Bishop Hutchinson, Provost Cottrill, and Members and Friends of the Louisiana Annual Conference:
One year ago you elected twenty-four of us and sent us out on a journey on your behalf – a journey that would require intense preparation, perseverance, and prayer. We are grateful for the support, input, and encouragement you all have offered along the way.  

Before we newly named delegates left to travel home from Shreveport last year, we began organizing to form and function as a team.  Legislative committee assignments were made and other roles were determined.  We would meet in person as a delegation nearly half a dozen times between last year’s Annual Conference and the General Conference session a month ago, stay connected electronically and by phone, both with each other and networking with delegates from other conferences, and travel for various other preparatory gatherings from Oklahoma City to St. Louis to Tampa in anticipation of our work. Besides the extensive legislative materials, we also read the Adaptive Leadership Series of five books by Abingdon Press, and met one day to consider the larger questions and concerns facing our Church today and how proposed legislation might relate to them.

 
Last December, we were among the first delegations to respond to and to endorse the Council of Bishops' statement on the Call to Action, an initiative which had both reflected and set in motion much of the dialogue and discussion leading up to General Conference toward restructuring and seeking greater clarity of our purpose and direction as the United Methodist Church. The restructuring proposal and its alternatives all failed to make it through the legislative committee. A compromise plan, which passed in the plenary session, was declared unconstitutional by the Judicial Council, as reported on the final afternoon of the General Conference. 
 
One of our delegates reports: "I was struck by how incredibly difficult it is to get consensus of all the different factions and groups at General Conference to get any new things done or any major legislation passed.  I was impressed by how incredibly diverse our church is: diverse in theological perspectives, ethnic groups and cultures, economically, and areas of ministry emphasis.  I was impressed that though we wore different clothing and spoke different languages and ate different foods, we were united in our faith in Jesus Christ.... General Conference for this first time delegate was both frustrating and exhilarating at the same time."

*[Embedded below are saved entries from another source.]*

use std::cell::RefCell;
use std::path::Path;
use std::rc::Rc;
use std::sync::Arc;

use storefront_e2e::harness::session::{SessionConfig, TestSession};
use storefront_e2e::pages::base::PageConfig;
use storefront_e2e::trace::logger::TraceLogger;

use crate::common::fake_driver::{FakeDriver, FakeState, SharedState};

pub const BASE_URL: &str = "https://shop.test";

/// Page settings with every settle delay disabled.
pub fn fast_config(screenshots: &Path) -> PageConfig {
    PageConfig {
        base_url: BASE_URL.to_string(),
        screenshots_dir: screenshots.to_path_buf(),
        settle_scale: 0.0,
        probe_timeout_ms: 10,
    }
}

pub fn fast_session_config(screenshots: &Path) -> SessionConfig {
    SessionConfig {
        pages: fast_config(screenshots),
        ..SessionConfig::default()
    }
}

pub fn shared(state: FakeState) -> SharedState {
    Rc::new(RefCell::new(state))
}

/// A session over a fake page, not yet set up.
pub fn fake_session(name: &str, state: &SharedState, screenshots: &Path) -> TestSession {
    TestSession::with_driver(
        name,
        Box::new(FakeDriver::new(state.clone())),
        fast_config(screenshots),
        Arc::new(TraceLogger::disabled()),
    )
}
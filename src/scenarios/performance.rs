use std::time::{Duration, Instant};

use crate::browser::driver::WaitUntil;
use crate::browser::locator::Locator;
use crate::error::ScenarioError;
use crate::harness::scenario::{Category, FixtureKind, Scenario};
use crate::harness::session::TestSession;
use crate::support::fixtures::DEFAULT_PASSWORD;
use crate::support::metrics::{
    self, DomStats, HeapUsage, NavigationTiming, NetworkSummary, MAX_ACTION_RESPONSE_MS,
    MAX_DOM_DEPTH, MAX_DOM_NODES, MAX_FAILED_REQUESTS, MAX_JS_HEAP_MB, MAX_LOGIN_RESPONSE_MS,
    MAX_PAGE_LOAD_MS, MAX_PAGE_SIZE_MB, MAX_REQUEST_COUNT, MAX_RESOURCE_ELEMENTS,
    MAX_SEARCH_RESPONSE_MS,
};

const WAIT_5S: Duration = Duration::from_millis(5_000);

pub fn scenarios() -> Vec<Scenario> {
    vec![
        Scenario {
            id: "TC36",
            name: "HomePage_PageLoadTime_ShouldBeOptimal",
            categories: &[Category::Performance, Category::PageLoad],
            fixture: FixtureKind::Base,
            ignore: None,
            body: home_page_load_time,
        },
        Scenario {
            id: "TC37",
            name: "ProductsPage_ShouldLoadQuickly",
            categories: &[Category::Performance, Category::PageLoad],
            fixture: FixtureKind::Base,
            ignore: None,
            body: products_page_load_time,
        },
        Scenario {
            id: "TC38",
            name: "NetworkRequests_ShouldBeOptimized",
            categories: &[Category::Performance, Category::Network],
            fixture: FixtureKind::Base,
            ignore: None,
            body: network_requests_optimized,
        },
        Scenario {
            id: "TC39",
            name: "NetworkRequests_ShouldHaveMinimalFailures",
            categories: &[Category::Performance, Category::Network],
            fixture: FixtureKind::Base,
            ignore: None,
            body: network_failures,
        },
        Scenario {
            id: "TC40",
            name: "Login_ResponseTime_ShouldBeFast",
            categories: &[Category::Performance, Category::ResponseTime],
            fixture: FixtureKind::Base,
            ignore: Some(
                "Login response time is unstable (10-30+ s) on the demo server; kept for documentation",
            ),
            body: login_response_time,
        },
        Scenario {
            id: "TC41",
            name: "Search_ResponseTime_ShouldBeFast",
            categories: &[Category::Performance, Category::ResponseTime],
            fixture: FixtureKind::Base,
            ignore: None,
            body: search_response_time,
        },
        Scenario {
            id: "TC42",
            name: "AddToCart_ResponseTime_ShouldBeFast",
            categories: &[Category::Performance, Category::ResponseTime],
            fixture: FixtureKind::Base,
            ignore: None,
            body: add_to_cart_response_time,
        },
        Scenario {
            id: "TC43",
            name: "DOMComplexity_ShouldBeOptimal",
            categories: &[Category::Performance, Category::ResourceMetrics],
            fixture: FixtureKind::Base,
            ignore: None,
            body: dom_complexity,
        },
        Scenario {
            id: "TC44",
            name: "MemoryUsage_ShouldBeOptimal",
            categories: &[Category::Performance, Category::ResourceMetrics],
            fixture: FixtureKind::Base,
            ignore: None,
            body: memory_usage,
        },
        Scenario {
            id: "TC45",
            name: "Images_ShouldBeOptimized",
            categories: &[Category::Performance, Category::Optimization],
            fixture: FixtureKind::Base,
            ignore: None,
            body: images_optimized,
        },
    ]
}

/// Drop events buffered by setup, load `path`, wait for network idle and
/// return what the page did meanwhile.
fn record_load(
    t: &TestSession,
    path: &str,
    timeout: Option<Duration>,
) -> Result<NetworkSummary, ScenarioError> {
    let driver = t.driver();
    driver.take_events()?;
    driver.navigate(&t.config().url(path), WaitUntil::Load, timeout)?;
    driver.wait_for_load_state(WaitUntil::NetworkIdle, timeout)?;
    Ok(NetworkSummary::from_events(&driver.take_events()?))
}

fn home_page_load_time(t: &TestSession) -> Result<(), ScenarioError> {
    t.step("Load the home page");
    let start = Instant::now();
    t.driver().navigate(
        &t.config().url(""),
        WaitUntil::Load,
        Some(Duration::from_secs(30)),
    )?;
    let elapsed = start.elapsed().as_millis();
    tracing::info!(elapsed_ms = elapsed, "home page loaded");

    match metrics::evaluate_as::<NavigationTiming>(t.driver(), metrics::NAVIGATION_TIMING_SCRIPT) {
        Ok(Some(timing)) => tracing::info!(
            ttfb = ?timing.ttfb,
            dom_content_loaded = ?timing.dom_content_loaded,
            load = ?timing.load,
            "navigation timing"
        ),
        Ok(None) => tracing::info!("navigation timing unavailable"),
        Err(e) => tracing::warn!(error = %e, "could not read navigation timing"),
    }

    t.assert_lt(
        elapsed,
        MAX_PAGE_LOAD_MS,
        &format!(
            "Page load time {}ms exceeds threshold {}ms",
            elapsed, MAX_PAGE_LOAD_MS
        ),
    )
}

fn products_page_load_time(t: &TestSession) -> Result<(), ScenarioError> {
    let pages = t.pages();

    t.step("Load the products page");
    let start = Instant::now();
    t.driver()
        .navigate(&t.config().url("/products"), WaitUntil::Load, None)?;
    pages.products.wait_for_products(WAIT_5S)?;
    let elapsed = start.elapsed().as_millis();

    let count = pages.products.products_count()?;
    tracing::info!(elapsed_ms = elapsed, products = count, "products page loaded");
    t.assert_lt(
        elapsed,
        MAX_PAGE_LOAD_MS,
        &format!("Products page load time {}ms exceeds threshold", elapsed),
    )?;
    t.assert_gt(count, 0, "No products loaded on page")
}

fn network_requests_optimized(t: &TestSession) -> Result<(), ScenarioError> {
    t.step("Record network activity of the home page");
    let summary = record_load(t, "", None)?;
    let total_mb = summary.total_mb();
    tracing::info!(
        requests = summary.requests,
        images = summary.count_of("image"),
        scripts = summary.count_of("script"),
        stylesheets = summary.count_of("stylesheet"),
        total_mb = %format!("{:.2}", total_mb),
        "network summary"
    );

    t.assert_lt(
        summary.requests,
        MAX_REQUEST_COUNT,
        &format!(
            "Too many requests: {} (max: {})",
            summary.requests, MAX_REQUEST_COUNT
        ),
    )?;
    t.assert_lt(
        total_mb,
        MAX_PAGE_SIZE_MB,
        &format!(
            "Page size too large: {:.2}MB (max: {}MB)",
            total_mb, MAX_PAGE_SIZE_MB
        ),
    )
}

fn network_failures(t: &TestSession) -> Result<(), ScenarioError> {
    t.step("Record failed requests of the home page");
    let summary = record_load(t, "", Some(Duration::from_secs(90)))?;
    for failure in summary.failures.iter().take(10) {
        tracing::info!("  failed: {}", failure);
    }
    if summary.failures.len() > 10 {
        tracing::info!("  ... and {} more", summary.failures.len() - 10);
    }

    t.assert_le(
        summary.failures.len(),
        MAX_FAILED_REQUESTS,
        &format!(
            "Too many failed requests: {} (max: {})",
            summary.failures.len(),
            MAX_FAILED_REQUESTS
        ),
    )
}

fn login_response_time(t: &TestSession) -> Result<(), ScenarioError> {
    let pages = t.pages();

    pages.login.open()?;
    t.wait(1000);
    pages.login.enter_login_email("test12345@mailinator.com")?;
    pages.login.enter_login_password(DEFAULT_PASSWORD)?;

    t.step("Submit the login form");
    let start = Instant::now();
    pages.login.click_login()?;
    if !pages.login.wait_for_login_outcome(Duration::from_secs(10)) {
        t.driver()
            .wait_for_load_state(WaitUntil::NetworkIdle, Some(Duration::from_secs(10)))?;
    }
    let elapsed = start.elapsed().as_millis();

    let outcome = if pages.home.is_logout_visible() {
        "logged in"
    } else if pages.login.is_login_error_displayed() {
        "credentials rejected"
    } else {
        "no visible outcome"
    };
    tracing::info!(elapsed_ms = elapsed, outcome, "login responded");

    t.assert_lt(
        elapsed,
        MAX_LOGIN_RESPONSE_MS,
        &format!(
            "Login response time {}ms exceeds threshold {}ms",
            elapsed, MAX_LOGIN_RESPONSE_MS
        ),
    )
}

fn search_response_time(t: &TestSession) -> Result<(), ScenarioError> {
    let pages = t.pages();

    pages.products.open()?;
    t.wait(1000);

    t.step("Search for 'dress'");
    let start = Instant::now();
    pages.products.submit_search("dress")?;
    pages.products.wait_for_products(WAIT_5S)?;
    let elapsed = start.elapsed().as_millis();

    let results = pages.products.products_count()?;
    tracing::info!(elapsed_ms = elapsed, results, "search responded");
    t.assert_lt(
        elapsed,
        MAX_SEARCH_RESPONSE_MS,
        &format!(
            "Search response time {}ms exceeds threshold {}ms",
            elapsed, MAX_SEARCH_RESPONSE_MS
        ),
    )?;
    t.assert_gt(results, 0, "Search should return at least one result")
}

fn add_to_cart_response_time(t: &TestSession) -> Result<(), ScenarioError> {
    let pages = t.pages();

    pages.products.open()?;
    t.wait(2000);

    t.step("Add the first product and wait for the modal");
    let start = Instant::now();
    pages.products.add_to_cart(0)?;
    pages.products.wait_for_cart_modal(WAIT_5S)?;
    let elapsed = start.elapsed().as_millis();
    tracing::info!(elapsed_ms = elapsed, "cart modal shown");

    t.assert_true(pages.products.is_cart_modal_visible(), "Cart modal should appear")?;
    t.assert_lt(
        elapsed,
        MAX_ACTION_RESPONSE_MS,
        &format!("Add to cart response time {}ms exceeds threshold", elapsed),
    )
}

fn dom_complexity(t: &TestSession) -> Result<(), ScenarioError> {
    t.step("Measure the home page DOM");
    record_load(t, "", Some(Duration::from_secs(60)))?;
    t.wait(3000);

    let stats = metrics::evaluate_as::<DomStats>(t.driver(), metrics::DOM_STATS_SCRIPT)?
        .unwrap_or_default();
    tracing::info!(?stats, "DOM statistics");

    t.assert_lt(
        stats.total,
        MAX_DOM_NODES,
        &format!(
            "DOM has too many elements: {} (max: {})",
            stats.total, MAX_DOM_NODES
        ),
    )?;
    t.assert_lt(
        stats.depth,
        MAX_DOM_DEPTH,
        &format!("DOM depth too deep: {} (max: {})", stats.depth, MAX_DOM_DEPTH),
    )
}

fn memory_usage(t: &TestSession) -> Result<(), ScenarioError> {
    t.step("Measure JS heap usage on the home page");
    record_load(t, "", Some(Duration::from_secs(30)))?;
    t.wait(2000);

    match metrics::evaluate_as::<HeapUsage>(t.driver(), metrics::HEAP_SCRIPT) {
        Ok(Some(heap)) if heap.used > 0.0 => {
            let used_mb = heap.used_mb();
            tracing::info!(
                used_mb = %format!("{:.2}", used_mb),
                usage_percent = %format!("{:.1}", heap.usage_percent()),
                "JS heap"
            );
            return t.assert_lt(
                used_mb,
                MAX_JS_HEAP_MB,
                &format!(
                    "JS Heap usage too high: {:.2}MB (max: {}MB)",
                    used_mb, MAX_JS_HEAP_MB
                ),
            );
        }
        Ok(_) => tracing::info!("performance.memory unavailable, counting resources instead"),
        Err(e) => tracing::warn!(error = %e, "heap measurement failed, counting resources instead"),
    }

    let stats = metrics::evaluate_as::<DomStats>(t.driver(), metrics::DOM_STATS_SCRIPT)?
        .unwrap_or_default();
    let iframes = t.pages().base.count(&Locator::new("iframe"))? as u64;
    let resources = stats.scripts + stats.images + iframes;
    t.assert_lt(
        resources,
        MAX_RESOURCE_ELEMENTS,
        &format!("Too many resources loaded: {}", resources),
    )
}

fn images_optimized(t: &TestSession) -> Result<(), ScenarioError> {
    t.step("Record image responses of the home page");
    let summary = record_load(t, "", None)?;

    let image_mb = summary.image_mb();
    tracing::info!(
        images = summary.images.len(),
        total_mb = %format!("{:.2}", image_mb),
        "image summary"
    );
    for (url, size) in summary.large_images().take(5) {
        tracing::info!("  large image ({} KB): {}", size / 1024, url);
    }
    if image_mb > 3.0 {
        tracing::warn!("images total more than 3 MB");
    }

    t.assert_gt(summary.images.len(), 0, "Page should have images")
}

Throughout this Annual Conference session, you have already heard numerous references to major General Conference issues and decisions, particularly restructuring and pensions (which restated the Clergy Retirement Security Program with a slight reduction in benefits and an adjustment to eligibility for participation). The delegates from more than 60 nations (40% outside the US) considered 1,200 petitions and took the following actions:
 
·         Adopted a $603.1 million budget for 2013-2016 (that total is 6.03 percent less than the 2009-2012 budget);
·         Through the adopted budget, funded $5 million for Central Conference theological education and $7 million for a young clergy initiative (and a stronger presence of youth and young adults, and Central Conference delegates was felt throughout the General Conference);
·         Retained the church’s position regarding homosexuality, deciding not to adopt language that would have said United Methodists are not of one mind on this issue;
·         Did away with “guaranteed appointments” for clergy (currently under Judicial Review);
·         Fell short of the 2/3 majority needed for setting aside a bishop to serve as full-time president of the Council of Bishops; and
·         Approved making the United Methodist Women an autonomous organization rather than its operating under the General Board of Global Ministries.
 
If you wish to track the outcome of particular legislation or further details on these, please go to www.umc.org and you will find several different ways to track in more detail the actions that were taken and decisions that were made. Our Louisiana Delegation blog, www.laumcdelegation.org, gives highlights of major actions taken. Here we splashed our feet into the waters of digital and online presence, noting highlights of the journey from time to time, with frequent posting during the General Conference session.   This presence partnered well with the expanded digital nature of General Conference itself, as live streaming and twitter feed kept connections awake and buzzing not only in Tampa, but anywhere folks were following and joining the conversation.  We have heard from many of you that you were checking in closely and watching what was happening, even participating in the feedback and conversation. 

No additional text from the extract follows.